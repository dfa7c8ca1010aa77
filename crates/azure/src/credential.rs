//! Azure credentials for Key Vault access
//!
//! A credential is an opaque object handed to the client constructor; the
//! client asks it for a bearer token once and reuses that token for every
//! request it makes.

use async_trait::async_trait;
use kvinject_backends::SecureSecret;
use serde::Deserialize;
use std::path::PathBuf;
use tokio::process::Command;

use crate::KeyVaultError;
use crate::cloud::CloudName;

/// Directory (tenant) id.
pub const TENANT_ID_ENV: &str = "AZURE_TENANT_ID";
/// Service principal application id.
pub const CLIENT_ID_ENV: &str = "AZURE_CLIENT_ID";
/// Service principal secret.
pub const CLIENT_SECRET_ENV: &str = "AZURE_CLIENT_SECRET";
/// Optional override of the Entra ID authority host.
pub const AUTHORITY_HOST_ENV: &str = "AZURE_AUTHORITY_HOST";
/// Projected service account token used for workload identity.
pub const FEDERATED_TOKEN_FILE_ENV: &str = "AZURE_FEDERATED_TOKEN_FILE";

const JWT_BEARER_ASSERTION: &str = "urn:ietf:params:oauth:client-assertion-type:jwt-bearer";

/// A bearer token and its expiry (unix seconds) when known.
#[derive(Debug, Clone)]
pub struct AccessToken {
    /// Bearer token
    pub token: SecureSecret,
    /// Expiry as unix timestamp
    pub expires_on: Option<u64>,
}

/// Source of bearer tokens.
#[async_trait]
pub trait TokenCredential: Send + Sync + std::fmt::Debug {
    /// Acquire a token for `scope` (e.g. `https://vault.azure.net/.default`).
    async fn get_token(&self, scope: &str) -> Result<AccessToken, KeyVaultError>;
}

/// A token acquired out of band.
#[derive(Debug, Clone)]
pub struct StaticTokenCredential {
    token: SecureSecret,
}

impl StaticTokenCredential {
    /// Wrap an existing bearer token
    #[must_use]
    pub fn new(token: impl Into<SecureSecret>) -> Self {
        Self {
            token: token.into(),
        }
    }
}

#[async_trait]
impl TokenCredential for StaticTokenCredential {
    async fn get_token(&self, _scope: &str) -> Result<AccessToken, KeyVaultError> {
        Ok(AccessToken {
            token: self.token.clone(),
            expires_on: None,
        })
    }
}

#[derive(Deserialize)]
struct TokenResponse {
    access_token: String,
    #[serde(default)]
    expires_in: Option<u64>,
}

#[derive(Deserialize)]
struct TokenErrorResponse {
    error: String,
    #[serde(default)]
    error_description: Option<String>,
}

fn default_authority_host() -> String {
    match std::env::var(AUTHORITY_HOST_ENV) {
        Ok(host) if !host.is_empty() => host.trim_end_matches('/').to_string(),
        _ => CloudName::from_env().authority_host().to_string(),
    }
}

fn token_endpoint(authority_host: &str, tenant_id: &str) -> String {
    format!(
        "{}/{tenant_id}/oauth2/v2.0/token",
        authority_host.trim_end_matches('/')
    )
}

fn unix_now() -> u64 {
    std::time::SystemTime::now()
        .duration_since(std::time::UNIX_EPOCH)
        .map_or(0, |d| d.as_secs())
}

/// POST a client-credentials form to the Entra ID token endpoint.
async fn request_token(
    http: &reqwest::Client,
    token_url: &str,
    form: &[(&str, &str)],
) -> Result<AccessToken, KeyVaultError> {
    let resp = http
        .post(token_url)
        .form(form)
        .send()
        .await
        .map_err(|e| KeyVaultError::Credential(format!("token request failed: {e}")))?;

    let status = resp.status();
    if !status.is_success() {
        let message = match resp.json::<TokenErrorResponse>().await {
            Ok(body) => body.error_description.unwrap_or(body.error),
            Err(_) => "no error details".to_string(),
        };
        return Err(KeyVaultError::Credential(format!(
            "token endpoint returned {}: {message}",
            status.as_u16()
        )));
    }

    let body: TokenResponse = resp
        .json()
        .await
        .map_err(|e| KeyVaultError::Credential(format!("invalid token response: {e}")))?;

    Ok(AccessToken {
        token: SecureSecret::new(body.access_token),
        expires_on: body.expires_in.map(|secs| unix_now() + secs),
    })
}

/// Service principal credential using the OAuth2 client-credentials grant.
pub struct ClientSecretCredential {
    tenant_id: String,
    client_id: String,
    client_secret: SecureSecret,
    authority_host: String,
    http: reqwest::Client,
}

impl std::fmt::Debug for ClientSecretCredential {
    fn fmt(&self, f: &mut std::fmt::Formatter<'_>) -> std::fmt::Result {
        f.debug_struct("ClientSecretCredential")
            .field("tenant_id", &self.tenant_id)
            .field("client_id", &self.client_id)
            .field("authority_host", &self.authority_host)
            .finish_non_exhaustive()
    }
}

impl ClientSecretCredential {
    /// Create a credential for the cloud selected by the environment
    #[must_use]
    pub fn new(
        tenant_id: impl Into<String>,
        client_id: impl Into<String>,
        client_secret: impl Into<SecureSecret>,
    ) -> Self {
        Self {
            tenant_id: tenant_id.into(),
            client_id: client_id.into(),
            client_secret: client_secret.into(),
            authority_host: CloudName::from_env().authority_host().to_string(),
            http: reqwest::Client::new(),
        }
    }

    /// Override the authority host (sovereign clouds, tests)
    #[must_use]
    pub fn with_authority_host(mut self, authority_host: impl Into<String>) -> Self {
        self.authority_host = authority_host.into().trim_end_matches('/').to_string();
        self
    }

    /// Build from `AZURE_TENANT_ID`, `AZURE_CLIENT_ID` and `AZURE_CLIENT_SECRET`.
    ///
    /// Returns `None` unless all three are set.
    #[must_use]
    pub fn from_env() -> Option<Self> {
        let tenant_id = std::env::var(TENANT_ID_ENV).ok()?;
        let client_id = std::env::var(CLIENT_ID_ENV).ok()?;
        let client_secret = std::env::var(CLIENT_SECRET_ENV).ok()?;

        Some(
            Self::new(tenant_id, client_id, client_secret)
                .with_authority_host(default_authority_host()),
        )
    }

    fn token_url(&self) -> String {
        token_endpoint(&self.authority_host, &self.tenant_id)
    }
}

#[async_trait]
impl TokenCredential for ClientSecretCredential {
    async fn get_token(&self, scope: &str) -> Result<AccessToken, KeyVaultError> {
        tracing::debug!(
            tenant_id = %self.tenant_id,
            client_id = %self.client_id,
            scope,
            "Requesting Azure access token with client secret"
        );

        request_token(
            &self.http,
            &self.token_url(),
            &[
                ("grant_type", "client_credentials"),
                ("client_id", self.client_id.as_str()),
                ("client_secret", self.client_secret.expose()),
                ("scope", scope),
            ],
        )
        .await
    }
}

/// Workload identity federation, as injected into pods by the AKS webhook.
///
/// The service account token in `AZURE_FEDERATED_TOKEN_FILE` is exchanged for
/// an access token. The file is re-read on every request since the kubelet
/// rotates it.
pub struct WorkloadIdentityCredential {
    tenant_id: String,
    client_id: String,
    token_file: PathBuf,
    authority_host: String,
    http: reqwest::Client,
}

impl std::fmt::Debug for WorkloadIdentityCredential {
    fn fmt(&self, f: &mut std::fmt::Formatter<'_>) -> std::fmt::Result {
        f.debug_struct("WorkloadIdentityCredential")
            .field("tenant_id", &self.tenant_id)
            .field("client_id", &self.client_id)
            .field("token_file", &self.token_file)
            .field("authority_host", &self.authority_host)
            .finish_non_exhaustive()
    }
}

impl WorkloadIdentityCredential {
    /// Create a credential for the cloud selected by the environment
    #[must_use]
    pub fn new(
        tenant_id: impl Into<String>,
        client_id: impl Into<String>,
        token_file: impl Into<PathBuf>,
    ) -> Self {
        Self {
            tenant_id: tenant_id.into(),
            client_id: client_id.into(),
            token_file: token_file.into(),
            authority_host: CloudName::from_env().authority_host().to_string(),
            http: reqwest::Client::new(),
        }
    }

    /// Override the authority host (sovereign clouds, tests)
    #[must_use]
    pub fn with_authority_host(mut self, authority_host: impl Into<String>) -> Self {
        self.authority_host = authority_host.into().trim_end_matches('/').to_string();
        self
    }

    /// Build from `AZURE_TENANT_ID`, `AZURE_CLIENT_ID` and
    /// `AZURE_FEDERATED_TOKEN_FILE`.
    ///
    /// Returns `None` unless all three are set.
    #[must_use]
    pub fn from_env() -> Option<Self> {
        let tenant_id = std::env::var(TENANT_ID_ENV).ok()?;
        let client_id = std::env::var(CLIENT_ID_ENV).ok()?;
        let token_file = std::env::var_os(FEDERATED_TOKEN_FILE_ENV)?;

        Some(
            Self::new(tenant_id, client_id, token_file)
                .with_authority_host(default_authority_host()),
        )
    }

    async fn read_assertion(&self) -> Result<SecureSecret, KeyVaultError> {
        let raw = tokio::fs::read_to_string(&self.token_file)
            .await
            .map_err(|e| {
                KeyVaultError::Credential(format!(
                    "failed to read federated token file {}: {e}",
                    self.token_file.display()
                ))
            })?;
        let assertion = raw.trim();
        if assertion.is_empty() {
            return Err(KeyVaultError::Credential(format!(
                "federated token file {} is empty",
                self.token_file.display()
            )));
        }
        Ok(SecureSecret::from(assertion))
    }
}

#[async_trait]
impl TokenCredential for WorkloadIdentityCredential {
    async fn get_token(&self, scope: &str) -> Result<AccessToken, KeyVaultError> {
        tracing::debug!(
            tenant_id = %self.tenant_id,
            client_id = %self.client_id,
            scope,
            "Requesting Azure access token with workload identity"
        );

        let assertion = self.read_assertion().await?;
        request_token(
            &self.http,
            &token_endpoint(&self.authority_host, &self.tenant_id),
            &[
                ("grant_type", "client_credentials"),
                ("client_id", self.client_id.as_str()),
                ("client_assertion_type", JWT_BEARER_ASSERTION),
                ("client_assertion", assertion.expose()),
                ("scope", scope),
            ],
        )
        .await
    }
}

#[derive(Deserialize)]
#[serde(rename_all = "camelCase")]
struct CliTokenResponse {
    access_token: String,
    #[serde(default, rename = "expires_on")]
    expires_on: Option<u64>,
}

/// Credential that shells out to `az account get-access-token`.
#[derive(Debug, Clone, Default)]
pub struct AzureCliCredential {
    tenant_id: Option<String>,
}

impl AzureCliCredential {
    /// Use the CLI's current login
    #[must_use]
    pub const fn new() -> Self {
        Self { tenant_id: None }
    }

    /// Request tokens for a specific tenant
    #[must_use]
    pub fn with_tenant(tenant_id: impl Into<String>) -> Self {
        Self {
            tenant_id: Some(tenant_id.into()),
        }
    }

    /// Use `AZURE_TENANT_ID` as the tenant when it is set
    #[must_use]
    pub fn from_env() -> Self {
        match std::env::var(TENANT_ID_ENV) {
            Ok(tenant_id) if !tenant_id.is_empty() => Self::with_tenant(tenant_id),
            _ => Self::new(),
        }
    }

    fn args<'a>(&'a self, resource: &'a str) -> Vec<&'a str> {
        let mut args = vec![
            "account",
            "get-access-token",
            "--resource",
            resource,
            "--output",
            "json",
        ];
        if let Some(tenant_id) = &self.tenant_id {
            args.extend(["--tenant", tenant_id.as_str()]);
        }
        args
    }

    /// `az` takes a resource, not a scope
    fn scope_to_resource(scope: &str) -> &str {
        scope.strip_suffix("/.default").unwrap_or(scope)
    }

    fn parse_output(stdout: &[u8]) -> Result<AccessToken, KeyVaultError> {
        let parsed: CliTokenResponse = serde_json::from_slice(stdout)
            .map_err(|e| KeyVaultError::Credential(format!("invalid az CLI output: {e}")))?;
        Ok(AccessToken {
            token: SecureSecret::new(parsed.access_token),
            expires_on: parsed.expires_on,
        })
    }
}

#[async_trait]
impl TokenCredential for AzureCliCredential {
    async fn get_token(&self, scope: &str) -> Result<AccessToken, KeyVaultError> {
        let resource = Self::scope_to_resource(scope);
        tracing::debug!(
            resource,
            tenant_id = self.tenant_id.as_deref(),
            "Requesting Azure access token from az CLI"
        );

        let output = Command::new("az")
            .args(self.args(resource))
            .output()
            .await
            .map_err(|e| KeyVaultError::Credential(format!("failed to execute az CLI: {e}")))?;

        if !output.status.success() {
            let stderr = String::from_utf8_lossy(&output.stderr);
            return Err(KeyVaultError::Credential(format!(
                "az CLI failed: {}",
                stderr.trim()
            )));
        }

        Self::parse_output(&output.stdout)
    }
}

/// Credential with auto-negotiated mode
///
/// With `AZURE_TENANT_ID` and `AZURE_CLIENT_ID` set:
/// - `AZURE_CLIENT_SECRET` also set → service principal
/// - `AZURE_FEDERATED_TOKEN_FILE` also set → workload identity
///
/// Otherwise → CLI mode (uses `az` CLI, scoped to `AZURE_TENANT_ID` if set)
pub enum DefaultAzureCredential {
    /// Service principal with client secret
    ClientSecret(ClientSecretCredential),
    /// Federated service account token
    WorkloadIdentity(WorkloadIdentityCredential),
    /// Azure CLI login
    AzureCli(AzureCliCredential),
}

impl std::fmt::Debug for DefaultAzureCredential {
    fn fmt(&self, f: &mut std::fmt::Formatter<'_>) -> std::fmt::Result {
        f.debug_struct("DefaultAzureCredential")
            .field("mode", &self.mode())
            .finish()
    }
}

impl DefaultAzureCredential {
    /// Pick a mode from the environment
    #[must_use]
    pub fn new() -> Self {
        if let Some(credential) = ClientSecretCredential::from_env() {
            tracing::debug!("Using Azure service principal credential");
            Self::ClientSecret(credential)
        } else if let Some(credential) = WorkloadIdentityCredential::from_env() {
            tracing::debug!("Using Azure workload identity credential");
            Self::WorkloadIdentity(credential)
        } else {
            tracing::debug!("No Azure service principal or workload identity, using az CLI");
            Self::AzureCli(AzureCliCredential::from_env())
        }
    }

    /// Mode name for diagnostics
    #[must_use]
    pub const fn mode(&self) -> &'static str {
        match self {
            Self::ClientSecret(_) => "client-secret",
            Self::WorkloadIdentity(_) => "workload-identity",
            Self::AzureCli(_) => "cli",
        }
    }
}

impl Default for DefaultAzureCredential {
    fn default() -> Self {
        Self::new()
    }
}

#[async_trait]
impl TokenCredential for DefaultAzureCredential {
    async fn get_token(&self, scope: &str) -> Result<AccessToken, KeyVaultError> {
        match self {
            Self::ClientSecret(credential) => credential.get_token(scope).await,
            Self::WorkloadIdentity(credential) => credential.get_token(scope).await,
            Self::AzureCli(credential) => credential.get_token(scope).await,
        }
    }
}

• _Assignment_: Only the lines from the start of the material through the line containing "pub const CLIENT_SECRET_ENV: &str" belong in the answer, each copied exactly.

• _Exercise solution_:
repository dfa7c8ca1010aa77
filename crates/azure/src/credential.rs
//! Azure credentials for Key Vault access
//!
//! A credential is an opaque object handed to the client constructor; the
//! client asks it for a bearer token once and reuses that token for every
//! request it makes.

use async_trait::async_trait;
use kvinject_backends::SecureSecret;
use serde::Deserialize;
use std::path::PathBuf;
use tokio::process::Command;

use crate::KeyVaultError;
use crate::cloud::CloudName;

/// Directory (tenant) id.
pub const TENANT_ID_ENV: &str = "AZURE_TENANT_ID";
/// Service principal application id.
pub const CLIENT_ID_ENV: &str = "AZURE_CLIENT_ID";
/// Service principal secret.
pub const CLIENT_SECRET_ENV: &str = "AZURE_CLIENT_SECRET";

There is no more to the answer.